Contents
Introduction
What is a UDF?
A user defined function (UDF) in InterBase is merely a function written in
any programming language that is compiled into a shared library. Under Windows
platforms, shared libraries are commonly referred to as dynamic link libraries
(DLL's).
Why write them?
After all, stored procedures can accomplish quite a bit on their own.
The truth of the matter is, InterBase does not come with a very rich set of
built-in functions. Some common functions that are missing are modulo
arithmetic, floating point formatting routines, date manipulation routines and
string manipulation routines.
It just so happens that programming languages like Delphi and C can produce
amazingly fast code to do modulo arithmetic, and other various date processing,
floating point formatting and string manipulation routines.
It's also a well known fact that writing UDFs is an insanely easy task;
however, the inexperienced DLL/shared library writer might be uneasy and
uncomfortable with some of the requirements...
Some do's, some don't's
Before we start going through some examples of writing UDFs, let's talk about
what you should be doing, and what you should not be doing.
Once you get the hang of writing UDFs, you will probably think that a whole
world of InterBase extensibility has opened up to you through UDFs.
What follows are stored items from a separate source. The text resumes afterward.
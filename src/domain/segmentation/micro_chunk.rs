//! 微分块
//!
//! 与章节语义无关的小粒度分块（约 1600-2400 字节），
//! 段落/句子边界优先，是"微分块-合并"策略的第一阶段

use regex::Regex;

use super::floor_char_boundary;

/// 微分块配置
#[derive(Debug, Clone)]
pub struct MicroChunkConfig {
    /// 软目标大小（字节），到达后在段落边界 flush
    pub target_size: usize,
    /// 硬上限（字节），到达后强制在句子边界或原地切断
    pub hard_max_size: usize,
}

impl Default for MicroChunkConfig {
    fn default() -> Self {
        Self {
            target_size: 1600,
            hard_max_size: 2400,
        }
    }
}

/// 将文本切成微分块序列
///
/// 单次前向遍历：按空行分段落累积到缓冲区；
/// - 缓冲达到 hard_max_size：在硬上限窗口内找最后一个句末
///   （且须越过 target_size 的中点），找不到就在上限处切断
/// - 缓冲达到 target_size：在当前段落边界 flush
///
/// 块序列拼接（忽略段落连接空白）等于原文，无丢失无重叠
pub fn micro_split(text: &str, config: &MicroChunkConfig) -> Vec<String> {
    if text.is_empty() {
        return Vec::new();
    }

    let paragraph_split = Regex::new(r"\n{2,}").expect("paragraph pattern");
    let sentence_end = Regex::new(r"[.!?。！？]\s+").expect("sentence pattern");

    let hard_max = config.hard_max_size.max(1);
    let target = config.target_size.min(hard_max).max(1);

    let mut chunks: Vec<String> = Vec::new();
    let mut buffer = String::new();

    let flush = |chunks: &mut Vec<String>, piece: &str| {
        let trimmed = piece.trim();
        if !trimmed.is_empty() {
            chunks.push(trimmed.to_string());
        }
    };

    for para in paragraph_split.split(text) {
        let para = para.trim();
        if para.is_empty() {
            continue;
        }

        if buffer.is_empty() {
            buffer.push_str(para);
        } else {
            buffer.push_str("\n\n");
            buffer.push_str(para);
        }

        // 超过硬上限：优先句子边界切断
        while buffer.len() >= hard_max {
            let window_end = floor_char_boundary(&buffer, hard_max);
            let window = &buffer[..window_end];

            let last_sentence_end = sentence_end.find_iter(window).last().map(|m| m.end());
            let mut cut = match last_sentence_end {
                Some(end) if end >= target / 2 => end,
                _ => window_end,
            };
            if cut == 0 {
                // 硬上限小于首字符宽度的退化配置：至少前进一个字符
                cut = buffer
                    .chars()
                    .next()
                    .map(|c| c.len_utf8())
                    .unwrap_or(buffer.len());
            }

            flush(&mut chunks, &buffer[..cut]);
            buffer.drain(..cut);
        }

        // 到达软目标：在段落边界 flush
        if buffer.len() >= target {
            flush(&mut chunks, &buffer);
            buffer.clear();
        }
    }

    if !buffer.is_empty() {
        flush(&mut chunks, &buffer);
    }

    chunks
}

#[cfg(test)]
mod tests {
    use super::*;

    fn strip_whitespace(s: &str) -> String {
        s.chars().filter(|c| !c.is_whitespace()).collect()
    }

    fn paragraph_text(total: usize) -> String {
        let para = "낡은 등불이 흔들리는 골목 끝에서 그는 발걸음을 멈췄다. \
                    누군가 자신의 이름을 부른 것 같았기 때문이다.";
        let mut s = String::new();
        while s.len() < total {
            s.push_str(para);
            s.push_str("\n\n");
        }
        s
    }

    #[test]
    fn test_empty_input() {
        assert!(micro_split("", &MicroChunkConfig::default()).is_empty());
    }

    #[test]
    fn test_short_text_single_chunk() {
        let chunks = micro_split("한 문단짜리 짧은 글.", &MicroChunkConfig::default());
        assert_eq!(chunks.len(), 1);
    }

    #[test]
    fn test_no_chunk_exceeds_hard_max() {
        let text = paragraph_text(10_000);
        let config = MicroChunkConfig {
            target_size: 1600,
            hard_max_size: 2400,
        };
        let chunks = micro_split(&text, &config);
        assert!(chunks.len() > 1);
        for chunk in &chunks {
            assert!(chunk.len() <= 2400, "chunk too long: {}", chunk.len());
        }
    }

    #[test]
    fn test_lossless_reassembly() {
        let text = paragraph_text(10_000);
        let chunks = micro_split(&text, &MicroChunkConfig::default());
        let joined = chunks.join("\n\n");
        assert_eq!(strip_whitespace(&joined), strip_whitespace(&text));
    }

    #[test]
    fn test_hard_cut_on_unbroken_run() {
        // 既无句末也无段落的长字符流：在硬上限处切断
        let text = "가".repeat(3000);
        let config = MicroChunkConfig {
            target_size: 1600,
            hard_max_size: 2400,
        };
        let chunks = micro_split(&text, &config);
        assert!(chunks.len() >= 2);
        assert!(chunks.iter().all(|c| c.len() <= 2400));
        assert_eq!(strip_whitespace(&chunks.concat()), strip_whitespace(&text));
    }

    #[test]
    fn test_chunks_are_ordered_partition() {
        let text = paragraph_text(8_000);
        let chunks = micro_split(&text, &MicroChunkConfig::default());
        let original = strip_whitespace(&text);
        let mut cursor = 0;
        for chunk in &chunks {
            let piece = strip_whitespace(chunk);
            assert_eq!(&original[cursor..cursor + piece.len()], piece);
            cursor += piece.len();
        }
        assert_eq!(cursor, original.len());
    }
}
//! 章节装配器
//!
//! 顶层编排：选择分割策略、兜底回退、最小长度合并、
//! 调试上限截断、序号装配与进度上报

use std::sync::Arc;

use uuid::Uuid;

use crate::application::error::SegmentationError;
use crate::application::ports::{ChapterLlmPort, PacingPolicy, ProgressSink};
use crate::domain::segmentation::{
    normalize_text, split_at_candidates, split_by_length, BoundaryPatterns, ChapterSegment,
    LengthSplitConfig, DEFAULT_MIN_GAP,
};

use super::micro_merge::{MicroMergeConfig, MicroMergeSplitter};
use super::sliding_window::{SlidingWindowConfig, SlidingWindowSplitter};

/// 分割策略选择
#[derive(Debug, Clone, Copy, PartialEq, Eq)]
pub enum SplitStrategy {
    /// 微分块后 LLM 合并（默认）
    MicroMerge,
    /// 滑动窗口 LLM 分割
    SlidingWindow,
    /// 纯启发式（模式检测 → 长度分割），不调用 LLM
    Heuristic,
}

impl SplitStrategy {
    /// 从配置字符串解析，未知值返回 None
    pub fn from_name(name: &str) -> Option<Self> {
        match name {
            "micro_merge" => Some(Self::MicroMerge),
            "sliding_window" => Some(Self::SlidingWindow),
            "heuristic" => Some(Self::Heuristic),
            _ => None,
        }
    }
}

/// 装配器配置
#[derive(Debug, Clone)]
pub struct AssemblerConfig {
    /// 主策略
    pub strategy: SplitStrategy,
    /// 单章最小字节数
    pub min_chapter_length: usize,
    /// 单章最大字节数（启发式长度分割用）
    pub max_chapter_length: usize,
    /// 长度分割回扫窗口
    pub lookahead: usize,
    /// 边界候选最小间距
    pub min_gap: usize,
    /// LLM-only：策略失败时不强制分割，全文成为一章
    pub llm_only: bool,
    /// 是否执行最小长度合并（独立开关，与策略选择无关）
    pub enforce_min_length: bool,
    /// 调试：章节数上限，0 不限制
    pub debug_max_chapters: usize,
    /// 滑动窗口策略参数
    pub window: SlidingWindowConfig,
    /// 微分块合并策略参数
    pub merge: MicroMergeConfig,
}

impl Default for AssemblerConfig {
    fn default() -> Self {
        Self {
            strategy: SplitStrategy::MicroMerge,
            min_chapter_length: 8000,
            max_chapter_length: 14000,
            lookahead: 4000,
            min_gap: DEFAULT_MIN_GAP,
            llm_only: true,
            enforce_min_length: false,
            debug_max_chapters: 0,
            window: SlidingWindowConfig::default(),
            merge: MicroMergeConfig::default(),
        }
    }
}

impl AssemblerConfig {
    fn length_split_config(&self) -> LengthSplitConfig {
        LengthSplitConfig {
            min_length: self.min_chapter_length,
            max_length: self.max_chapter_length,
            lookahead: self.lookahead,
        }
    }
}

/// 章节装配器
///
/// (text, config, collaborator) 的纯函数式编排，
/// 无进程级单例；每次调用独占自己的窗口/批次状态
pub struct ChapterAssembler {
    llm: Arc<dyn ChapterLlmPort>,
    pacing: Arc<dyn PacingPolicy>,
    config: AssemblerConfig,
}

impl ChapterAssembler {
    pub fn new(
        llm: Arc<dyn ChapterLlmPort>,
        pacing: Arc<dyn PacingPolicy>,
        config: AssemblerConfig,
    ) -> Self {
        Self {
            llm,
            pacing,
            config,
        }
    }

    /// 将原始文本装配为 1 起始编号的章节列表
    ///
    /// 规范化后为空的输入返回空列表（非错误）。
    /// 无论外部服务表现如何，返回的章节拼接总是无损覆盖输入
    pub async fn assemble(
        &self,
        raw_text: &str,
        progress: &dyn ProgressSink,
    ) -> Result<Vec<ChapterSegment>, SegmentationError> {
        let run_id = Uuid::new_v4();
        let text = normalize_text(raw_text);
        if text.is_empty() {
            tracing::info!(run_id = %run_id, "Empty input after normalization");
            return Ok(Vec::new());
        }

        tracing::info!(
            run_id = %run_id,
            strategy = ?self.config.strategy,
            text_len = text.len(),
            "Chapter assembly started"
        );

        let mut bodies = match self.config.strategy {
            SplitStrategy::MicroMerge => {
                let splitter = MicroMergeSplitter::new(
                    self.llm.clone(),
                    self.pacing.clone(),
                    self.config.merge.clone(),
                );
                splitter.split(&text, progress).await
            }
            SplitStrategy::SlidingWindow => {
                let splitter = SlidingWindowSplitter::new(
                    self.llm.clone(),
                    self.pacing.clone(),
                    self.config.window.clone(),
                );
                splitter.split(&text, progress).await
            }
            SplitStrategy::Heuristic => self.heuristic_split(&text),
        };

        // 主策略一无所获时的兜底
        if bodies.is_empty() {
            if self.config.llm_only {
                // 不发明边界：全文一章
                tracing::info!(run_id = %run_id, "Primary strategy yielded nothing, whole text as one chapter");
                bodies = vec![text.clone()];
            } else {
                tracing::info!(run_id = %run_id, "Primary strategy yielded nothing, falling back to heuristics");
                bodies = self.heuristic_split(&text);
            }
        }

        if self.config.enforce_min_length {
            bodies = ensure_min_length(bodies, self.config.min_chapter_length);
        }

        if self.config.debug_max_chapters > 0 {
            bodies.truncate(self.config.debug_max_chapters);
        }

        let total = bodies.len();
        let chapters: Vec<ChapterSegment> = bodies
            .into_iter()
            .enumerate()
            .map(|(i, content)| {
                let number = i + 1;
                progress.report(
                    number,
                    total,
                    &format!("챕터 {} 준비 완료 ({}자)", number, content.chars().count()),
                );
                ChapterSegment { number, content }
            })
            .collect();

        tracing::info!(
            run_id = %run_id,
            chapters = chapters.len(),
            "Chapter assembly finished"
        );

        Ok(chapters)
    }

    /// 启发式分割：模式检测优先，失败走长度分割
    fn heuristic_split(&self, text: &str) -> Vec<String> {
        let patterns = BoundaryPatterns::new();
        let candidates = patterns.detect_boundaries(text, self.config.min_gap);
        let chapters = split_at_candidates(text, &candidates);
        if !chapters.is_empty() {
            return chapters;
        }
        split_by_length(text, &self.config.length_split_config())
    }
}

/// 合并相邻片段，使每段满足最小长度
///
/// 末尾不足最小长度的残段并入前一章；
/// 全文总长不超过最小值时收敛为单章
fn ensure_min_length(segments: Vec<String>, minimum: usize) -> Vec<String> {
    if segments.is_empty() {
        return Vec::new();
    }

    let total: usize = segments.iter().map(|s| s.len()).sum();
    if total <= minimum {
        let joined = segments.join("\n\n");
        let joined = joined.trim();
        return if joined.is_empty() {
            Vec::new()
        } else {
            vec![joined.to_string()]
        };
    }

    let mut merged: Vec<String> = Vec::new();
    let mut buffer = String::new();

    for seg in segments {
        if buffer.is_empty() {
            buffer = seg;
        } else {
            buffer.push_str("\n\n");
            buffer.push_str(&seg);
        }

        if buffer.len() >= minimum {
            merged.push(std::mem::take(&mut buffer));
        }
    }

    if !buffer.is_empty() {
        match merged.last_mut() {
            Some(last) if buffer.len() < minimum => {
                last.push_str("\n\n");
                last.push_str(&buffer);
            }
            _ => merged.push(buffer),
        }
    }

    merged
}

#[cfg(test)]
mod tests {
    use super::*;
    use crate::application::ports::{NoPacing, NullProgress, ProgressSink};
    use crate::infrastructure::adapters::llm::FakeLlmClient;
    use std::sync::Mutex;

    fn assembler(client: FakeLlmClient, config: AssemblerConfig) -> ChapterAssembler {
        ChapterAssembler::new(Arc::new(client), Arc::new(NoPacing), config)
    }

    fn strip_whitespace(s: &str) -> String {
        s.chars().filter(|c| !c.is_whitespace()).collect()
    }

    struct RecordingProgress {
        events: Mutex<Vec<(usize, usize)>>,
    }

    impl ProgressSink for RecordingProgress {
        fn report(&self, current: usize, total: usize, _message: &str) {
            self.events.lock().unwrap().push((current, total));
        }
    }

    #[tokio::test]
    async fn test_empty_input_returns_empty_list() {
        let a = assembler(FakeLlmClient::always_error(), AssemblerConfig::default());
        let chapters = a.assemble("   \n\n  ", &NullProgress).await.unwrap();
        assert!(chapters.is_empty());
    }

    #[tokio::test]
    async fn test_numbering_dense_from_one() {
        let a = assembler(
            FakeLlmClient::always_error(),
            AssemblerConfig {
                strategy: SplitStrategy::Heuristic,
                min_chapter_length: 10,
                max_chapter_length: 100,
                lookahead: 50,
                min_gap: 0,
                ..Default::default()
            },
        );
        let text = "Chapter 1\n첫 번째 내용.\n\nChapter 2\n두 번째 내용.\n\nChapter 3\n세 번째 내용.";
        let chapters = a.assemble(text, &NullProgress).await.unwrap();

        assert_eq!(chapters.len(), 3);
        for (i, ch) in chapters.iter().enumerate() {
            assert_eq!(ch.number, i + 1);
        }
    }

    #[tokio::test]
    async fn test_heuristic_without_headings_uses_length_split() {
        let a = assembler(
            FakeLlmClient::always_error(),
            AssemblerConfig {
                strategy: SplitStrategy::Heuristic,
                min_chapter_length: 2000,
                max_chapter_length: 6000,
                lookahead: 1000,
                ..Default::default()
            },
        );
        let text = "밋밋한 서술이 이어진다. ".repeat(1000);
        let chapters = a.assemble(&text, &NullProgress).await.unwrap();

        assert!(chapters.len() > 1);
        let joined: String = chapters.iter().map(|c| c.content.as_str()).collect();
        assert_eq!(strip_whitespace(&joined), strip_whitespace(&normalize_text(&text)));
    }

    #[tokio::test]
    async fn test_llm_only_whole_text_when_strategy_empty() {
        // always_empty：每轮确认整窗但不给任何段 → 整窗进位，最终停滞收尾为单章
        let a = assembler(
            FakeLlmClient::always_empty(),
            AssemblerConfig {
                strategy: SplitStrategy::SlidingWindow,
                llm_only: true,
                ..Default::default()
            },
        );
        let text = "본문 문장. ".repeat(3000);
        let chapters = a.assemble(&text, &NullProgress).await.unwrap();

        assert_eq!(chapters.len(), 1);
        assert_eq!(chapters[0].number, 1);
        assert_eq!(
            strip_whitespace(&chapters[0].content),
            strip_whitespace(&text)
        );
    }

    #[tokio::test]
    async fn test_non_llm_only_falls_back_to_heuristics() {
        let a = assembler(
            FakeLlmClient::always_empty(),
            AssemblerConfig {
                strategy: SplitStrategy::SlidingWindow,
                llm_only: false,
                min_chapter_length: 2000,
                max_chapter_length: 6000,
                lookahead: 1000,
                ..Default::default()
            },
        );
        let text = "긴 이야기가 계속된다. ".repeat(1500);
        let chapters = a.assemble(&text, &NullProgress).await.unwrap();

        assert!(chapters.len() > 1);
    }

    #[tokio::test]
    async fn test_debug_cap_truncates() {
        let a = assembler(
            FakeLlmClient::always_error(),
            AssemblerConfig {
                strategy: SplitStrategy::Heuristic,
                min_chapter_length: 500,
                max_chapter_length: 1500,
                lookahead: 400,
                debug_max_chapters: 2,
                ..Default::default()
            },
        );
        let text = "조각난 이야기. ".repeat(2000);
        let chapters = a.assemble(&text, &NullProgress).await.unwrap();
        assert_eq!(chapters.len(), 2);
    }

    #[tokio::test]
    async fn test_progress_monotonic() {
        let progress = RecordingProgress {
            events: Mutex::new(Vec::new()),
        };
        let a = assembler(
            FakeLlmClient::always_error(),
            AssemblerConfig {
                strategy: SplitStrategy::Heuristic,
                min_chapter_length: 500,
                max_chapter_length: 1500,
                lookahead: 400,
                ..Default::default()
            },
        );
        let text = "진행 상황 테스트 문장. ".repeat(1000);
        a.assemble(&text, &progress).await.unwrap();

        let events = progress.events.lock().unwrap();
        assert!(!events.is_empty());
        assert!(events.windows(2).all(|w| w[0].0 <= w[1].0));
    }

    #[test]
    fn test_ensure_min_length_convergence() {
        let segments: Vec<String> = (0..10).map(|_| "가".repeat(300)).collect();
        let merged = ensure_min_length(segments, 1000);
        assert!(merged.iter().all(|s| s.len() >= 1000));
    }

    #[test]
    fn test_ensure_min_length_total_below_minimum_single_chapter() {
        let segments = vec!["짧다.".to_string(), "더 짧다.".to_string()];
        let merged = ensure_min_length(segments, 10_000);
        assert_eq!(merged.len(), 1);
    }

    #[test]
    fn test_ensure_min_length_tail_merged_into_previous() {
        let segments = vec!["가".repeat(1200), "나".repeat(1200), "다".repeat(60)];
        let merged = ensure_min_length(segments, 1000);
        assert_eq!(merged.len(), 2);
        assert!(merged[1].contains(&"다".repeat(20)));
    }

    #[test]
    fn test_ensure_min_length_empty() {
        assert!(ensure_min_length(Vec::new(), 100).is_empty());
    }

    #[test]
    fn test_strategy_from_name() {
        assert_eq!(
            SplitStrategy::from_name("micro_merge"),
            Some(SplitStrategy::MicroMerge)
        );
        assert_eq!(
            SplitStrategy::from_name("sliding_window"),
            Some(SplitStrategy::SlidingWindow)
        );
        assert_eq!(
            SplitStrategy::from_name("heuristic"),
            Some(SplitStrategy::Heuristic)
        );
        assert_eq!(SplitStrategy::from_name("unknown"), None);
    }
}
On the one hand, it has... The mechanisms for invoking UDFs are quite simple,
and since a UDF is simply a routine written in your favorite programming
language, you can do virtually anything, right?
Well, yes and no... One thing you can't do with UDFs: You can't pass
NULLs to them. Likewise, a UDF cannot return a NULL value.
Also, a UDF does not work within the context of a transaction. That is,
transaction level information cannot be passed to a UDF, and therefore, a UDF
isn't able to "dig back" to the database.
Sort of. A UDF can establish a new connection to the database and
start another transaction if it so desires, but this is where we come to the
"do's and don'ts", not to the "can'ts".
When you write UDFs, you should follow these two simple rules:
- A UDF should be a simple, quick function.
- A UDF should not attempt to directly affect the state of the
database.
What does this mean?
Well, a function that trims a string, performs modulo arithmetic, performs
fancy date arithmetic or evaluates aspects of dates are all nice, simple,
quick functions. They are good examples of candidate UDFs.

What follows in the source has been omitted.